Deutsche Telekom CEO Tim Hoettges believes a T-Mobile-Sprint merger would have been beneficial for both companies. Photo Illustration/IBTimes Source Images: Reuters

Sprint has begun looking into a potential merger with T-Mobile once again, according to Reuters.

As Reuters reports, Sprint’s parent company SoftBank has investigated potentially selling the telecommunications company to T-Mobile, which would combine the resources and networks of both companies. Negotiations for a possible sale are expected to begin in April.

In a call with analysts during an earnings call in early February, SoftBank CEO Masayoshi Son hinted the company’s long-term projections could be unpredictable.

"We may buy, we may sell. Maybe a simple merger, we may be dealing with T-Mobile, we may be dealing with totally different people, different company," Son said.

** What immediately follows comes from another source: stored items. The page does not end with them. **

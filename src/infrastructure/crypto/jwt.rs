//! JWT token handling

use chrono::{Duration, Utc};
use jsonwebtoken::{decode, encode, DecodingKey, EncodingKey, Header, Validation};
use serde::{Deserialize, Serialize};

/// JWT configuration
#[derive(Clone)]
pub struct JwtConfig {
    /// Secret key for signing tokens
    pub secret: String,
    /// Token expiration time in hours
    pub expiration_hours: i64,
    /// Issuer claim
    pub issuer: String,
}

impl Default for JwtConfig {
    fn default() -> Self {
        Self {
            secret: std::env::var("JWT_SECRET")
                .unwrap_or_else(|_| "super-secret-key-change-in-production".to_string()),
            expiration_hours: 24,
            issuer: "parkhub".to_string(),
        }
    }
}

/// Claims carried by an access token
#[derive(Debug, Serialize, Deserialize, Clone)]
pub struct TokenClaims {
    /// Subject (user ID)
    pub sub: String,
    /// Username
    pub username: String,
    /// User role ("user" | "admin")
    pub role: String,
    /// Expiration time (Unix timestamp)
    pub exp: i64,
    /// Issued at (Unix timestamp)
    pub iat: i64,
    /// Issuer
    pub iss: String,
}

impl TokenClaims {
    pub fn new(user_id: &str, username: &str, role: &str, config: &JwtConfig) -> Self {
        let now = Utc::now();
        let exp = now + Duration::hours(config.expiration_hours);

        Self {
            sub: user_id.to_string(),
            username: username.to_string(),
            role: role.to_string(),
            exp: exp.timestamp(),
            iat: now.timestamp(),
            iss: config.issuer.clone(),
        }
    }

    pub fn is_expired(&self) -> bool {
        Utc::now().timestamp() > self.exp
    }

    pub fn is_admin(&self) -> bool {
        self.role == "admin"
    }
}

/// Create a signed token for a user
pub fn create_token(
    user_id: &str,
    username: &str,
    role: &str,
    config: &JwtConfig,
) -> Result<String, jsonwebtoken::errors::Error> {
    let claims = TokenClaims::new(user_id, username, role, config);

    encode(
        &Header::default(),
        &claims,
        &EncodingKey::from_secret(config.secret.as_bytes()),
    )
}

/// Verify and decode a token
pub fn verify_token(
    token: &str,
    config: &JwtConfig,
) -> Result<TokenClaims, jsonwebtoken::errors::Error> {
    let mut validation = Validation::default();
    validation.set_issuer(&[&config.issuer]);

    let token_data = decode::<TokenClaims>(
        token,
        &DecodingKey::from_secret(config.secret.as_bytes()),
        &validation,
    )?;

    Ok(token_data.claims)
}

// ── Tests ──────────────────────────────────────────────────────

#[cfg(test)]
mod tests {
    use super::*;

    fn test_config() -> JwtConfig {
        JwtConfig {
            secret: "test-secret".to_string(),
            expiration_hours: 1,
            issuer: "parkhub".to_string(),
        }
    }

    #[test]
    fn create_and_verify_roundtrip() {
        let config = test_config();
        let token = create_token("u1", "alice", "user", &config).unwrap();
        let claims = verify_token(&token, &config).unwrap();
        assert_eq!(claims.sub, "u1");
        assert_eq!(claims.username, "alice");
        assert_eq!(claims.role, "user");
        assert!(!claims.is_expired());
        assert!(!claims.is_admin());
    }

    #[test]
    fn wrong_secret_fails_verification() {
        let config = test_config();
        let token = create_token("u1", "alice", "admin", &config).unwrap();

        let mut other = test_config();
        other.secret = "different".to_string();
        assert!(verify_token(&token, &other).is_err());
    }

    #[test]
    fn wrong_issuer_fails_verification() {
        let config = test_config();
        let token = create_token("u1", "alice", "admin", &config).unwrap();

        let mut other = test_config();
        other.issuer = "someone-else".to_string();
        assert!(verify_token(&token, &other).is_err());
    }

    #[test]
    fn admin_claim_is_detected() {
        let config = test_config();
        let claims = TokenClaims::new("a1", "root", "admin", &config);
        assert!(claims.is_admin());
    }
}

Both companies previously agreed to a merger in 2014, but the proposal failed following opposition from U.S. regulators over anti-competitive concerns. Since then, both companies have operated separately and generally work with smaller market share than AT&T and Verizon, which dominate the U.S. market.

However, the odds of a successful Sprint and T-Mobile merger could be better now. Via The Verge, T-Mobile CEO John Legere didn’t discount the possibility of a merger at CES 2017, describing it as a “potential future outcome.” With carriers starting to migrate to 5G technology, the investment needed to keep networks competitive could also increase the odds of a merger.

The Trump administration could also play a similar role in negotiations. While President Donald Trump and the Federal Communications Commision have yet to enthusiastically endorse the AT&T-Time Warner merger, the Ajit Pai-led FCC is expected to be more open to mergers than his predecessor Tom Wheeler.

The prospect of competition from a four-company cellular market to a potential three-company market remains to be seen. This week, AT&T announced it’d start offering unlimited data to users again, following similar moves from Verizon, but both moves were caused by high-profile upgrade promotions from Sprint and T-Mobile.